Dataset excerpts:
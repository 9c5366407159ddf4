//! Token Manager module for background session upkeep
//!
//! Periodically asks the coordinator to re-check sessions that have gone
//! stale or were refused, so expiring credentials are renewed before the
//! next data call needs them.

use std::sync::Arc;
use std::time::Duration;
use tokio::sync::RwLock;
use tokio::time::interval;

use crate::coordinator::ConnectionCoordinator;

/// Keep-alive loop around [`ConnectionCoordinator::refresh_if_stale`]
pub struct TokenManager {
    coordinator: Arc<ConnectionCoordinator>,
    check_interval: Duration,
    /// Whether the manager is running
    running: Arc<RwLock<bool>>,
}

impl TokenManager {
    pub fn new(coordinator: Arc<ConnectionCoordinator>, check_interval: Duration) -> Self {
        Self {
            coordinator,
            check_interval,
            running: Arc::new(RwLock::new(false)),
        }
    }

    pub async fn is_running(&self) -> bool {
        *self.running.read().await
    }

    /// Start the background refresh task
    ///
    /// The task ends after `stop()` or once the coordinator shuts down.
    pub fn start_background_refresh(&self) -> tokio::task::JoinHandle<()> {
        let coordinator = self.coordinator.clone();
        let running = self.running.clone();
        let period = self.check_interval;

        tokio::spawn(async move {
            {
                let mut r = running.write().await;
                *r = true;
            }
            tracing::info!("Keep-alive started, checking every {:?}", period);

            let mut check_interval = interval(period);
            // The first tick fires immediately; sessions were just brought up
            check_interval.tick().await;

            loop {
                check_interval.tick().await;

                if !*running.read().await || coordinator.is_shut_down() {
                    tracing::info!("Keep-alive stopping");
                    break;
                }

                let checked = coordinator.refresh_if_stale().await;
                if checked.is_empty() {
                    tracing::debug!("All sessions fresh");
                    continue;
                }

                for backend in checked {
                    match coordinator.state(backend) {
                        Some(state) => tracing::info!("Re-checked {}: {}", backend, state.status),
                        None => tracing::debug!("Re-checked {}", backend),
                    }
                }
            }

            *running.write().await = false;
        })
    }

    /// Stop the background refresh task
    pub async fn stop(&self) {
        let mut r = self.running.write().await;
        *r = false;
    }
}

#[cfg(test)]
mod tests {
    use super::*;
    use crate::auth::{AuthManager, AuthSettings};
    use crate::backends::BackendId;
    use crate::coordinator::CoordinatorSettings;
    use crate::credential_store::{unix_now, Credential, CredentialStore, MemoryStore};
    use crate::test_support::{FakeAuthenticator, FakeClient};

    fn coordinator_with(
        stale_after: Duration,
    ) -> (Arc<ConnectionCoordinator>, Arc<FakeAuthenticator>, Arc<FakeClient>) {
        let store = Arc::new(CredentialStore::new(MemoryStore::new()));
        store
            .save(
                &Credential::new(BackendId::Salesforce, "live")
                    .with_refresh_token("rt")
                    .with_expires_at(unix_now() + 3600),
            )
            .unwrap();

        let authenticator = Arc::new(FakeAuthenticator::new(BackendId::Salesforce));
        let client = Arc::new(FakeClient::new(BackendId::Salesforce));
        let auth = Arc::new(AuthManager::new(
            authenticator.clone(),
            store,
            AuthSettings::default(),
        ));
        let settings = CoordinatorSettings {
            stale_after,
            ..CoordinatorSettings::default()
        };
        let coordinator = ConnectionCoordinator::builder(settings)
            .register(auth, client.clone())
            .unwrap()
            .build();
        (Arc::new(coordinator), authenticator, client)
    }

    #[tokio::test]
    async fn test_keep_alive_rechecks_stale_sessions_until_stopped() {
        let (coordinator, authenticator, client) = coordinator_with(Duration::ZERO);
        coordinator.connect(BackendId::Salesforce, false).await.unwrap();

        let manager = TokenManager::new(coordinator, Duration::from_millis(20));
        let handle = manager.start_background_refresh();
        tokio::time::sleep(Duration::from_millis(150)).await;

        assert!(manager.is_running().await);
        assert!(client.confirm_calls() > 1);
        assert_eq!(authenticator.auth_calls(), 0);

        manager.stop().await;
        tokio::time::timeout(Duration::from_secs(1), handle)
            .await
            .unwrap()
            .unwrap();
        assert!(!manager.is_running().await);
    }

    #[tokio::test]
    async fn test_keep_alive_leaves_fresh_sessions_alone() {
        let (coordinator, authenticator, client) = coordinator_with(Duration::from_secs(300));
        coordinator.connect(BackendId::Salesforce, false).await.unwrap();

        let manager = TokenManager::new(coordinator.clone(), Duration::from_millis(20));
        let handle = manager.start_background_refresh();
        tokio::time::sleep(Duration::from_millis(100)).await;

        assert_eq!(client.confirm_calls(), 1);
        assert_eq!(authenticator.auth_calls(), 0);

        coordinator.shutdown();
        tokio::time::timeout(Duration::from_secs(1), handle)
            .await
            .unwrap()
            .unwrap();
    }
}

Work order:
Retype all the records above without changing a word.

Written answer:
repository 9c5366407159ddf4
//! Token Manager module for background session upkeep
//!
//! Periodically asks the coordinator to re-check sessions that have gone
//! stale or were refused, so expiring credentials are renewed before the
//! next data call needs them.

use std::sync::Arc;
use std::time::Duration;
use tokio::sync::RwLock;
use tokio::time::interval;

use crate::coordinator::ConnectionCoordinator;

/// Keep-alive loop around [`ConnectionCoordinator::refresh_if_stale`]
pub struct TokenManager {
    coordinator: Arc<ConnectionCoordinator>,
    check_interval: Duration,
    /// Whether the manager is running
    running: Arc<RwLock<bool>>,
}

impl TokenManager {
    pub fn new(coordinator: Arc<ConnectionCoordinator>, check_interval: Duration) -> Self {
        Self {
            coordinator,
            check_interval,
            running: Arc::new(RwLock::new(false)),
        }
    }

    pub async fn is_running(&self) -> bool {
        *self.running.read().await
    }

    /// Start the background refresh task
    ///
    /// The task ends after `stop()` or once the coordinator shuts down.
    pub fn start_background_refresh(&self) -> tokio::task::JoinHandle<()> {
        let coordinator = self.coordinator.clone();
        let running = self.running.clone();
        let period = self.check_interval;

        tokio::spawn(async move {
            {
                let mut r = running.write().await;
                *r = true;
            }
            tracing::info!("Keep-alive started, checking every {:?}", period);

            let mut check_interval = interval(period);
            // The first tick fires immediately; sessions were just brought up
            check_interval.tick().await;

            loop {
                check_interval.tick().await;

                if !*running.read().await || coordinator.is_shut_down() {
                    tracing::info!("Keep-alive stopping");
                    break;
                }

                let checked = coordinator.refresh_if_stale().await;
                if checked.is_empty() {
                    tracing::debug!("All sessions fresh");
                    continue;
                }

                for backend in checked {
                    match coordinator.state(backend) {
                        Some(state) => tracing::info!("Re-checked {}: {}", backend, state.status),
                        None => tracing::debug!("Re-checked {}", backend),
                    }
                }
            }

            *running.write().await = false;
        })
    }

    /// Stop the background refresh task
    pub async fn stop(&self) {
        let mut r = self.running.write().await;
        *r = false;
    }
}

#[cfg(test)]
mod tests {
    use super::*;
    use crate::auth::{AuthManager, AuthSettings};
    use crate::backends::BackendId;
    use crate::coordinator::CoordinatorSettings;
    use crate::credential_store::{unix_now, Credential, CredentialStore, MemoryStore};
    use crate::test_support::{FakeAuthenticator, FakeClient};

    fn coordinator_with(
        stale_after: Duration,
    ) -> (Arc<ConnectionCoordinator>, Arc<FakeAuthenticator>, Arc<FakeClient>) {
        let store = Arc::new(CredentialStore::new(MemoryStore::new()));
        store
            .save(
                &Credential::new(BackendId::Salesforce, "live")
                    .with_refresh_token("rt")
                    .with_expires_at(unix_now() + 3600),
            )
            .unwrap();

        let authenticator = Arc::new(FakeAuthenticator::new(BackendId::Salesforce));
        let client = Arc::new(FakeClient::new(BackendId::Salesforce));
        let auth = Arc::new(AuthManager::new(
            authenticator.clone(),
            store,
            AuthSettings::default(),
        ));
        let settings = CoordinatorSettings {
            stale_after,
            ..CoordinatorSettings::default()
        };
        let coordinator = ConnectionCoordinator::builder(settings)
            .register(auth, client.clone())
            .unwrap()
            .build();
        (Arc::new(coordinator), authenticator, client)
    }

    #[tokio::test]
    async fn test_keep_alive_rechecks_stale_sessions_until_stopped() {
        let (coordinator, authenticator, client) = coordinator_with(Duration::ZERO);
        coordinator.connect(BackendId::Salesforce, false).await.unwrap();

        let manager = TokenManager::new(coordinator, Duration::from_millis(20));
        let handle = manager.start_background_refresh();
        tokio::time::sleep(Duration::from_millis(150)).await;

        assert!(manager.is_running().await);
        assert!(client.confirm_calls() > 1);
        assert_eq!(authenticator.auth_calls(), 0);

        manager.stop().await;
        tokio::time::timeout(Duration::from_secs(1), handle)
            .await
            .unwrap()
            .unwrap();
        assert!(!manager.is_running().await);
    }

    #[tokio::test]
    async fn test_keep_alive_leaves_fresh_sessions_alone() {
        let (coordinator, authenticator, client) = coordinator_with(Duration::from_secs(300));
        coordinator.connect(BackendId::Salesforce, false).await.unwrap();

        let manager = TokenManager::new(coordinator.clone(), Duration::from_millis(20));
        let handle = manager.start_background_refresh();
        tokio::time::sleep(Duration::from_millis(100)).await;

        assert_eq!(client.confirm_calls(), 1);
        assert_eq!(authenticator.auth_calls(), 0);

        coordinator.shutdown();
        tokio::time::timeout(Duration::from_secs(1), handle)
            .await
            .unwrap()
            .unwrap();
    }
}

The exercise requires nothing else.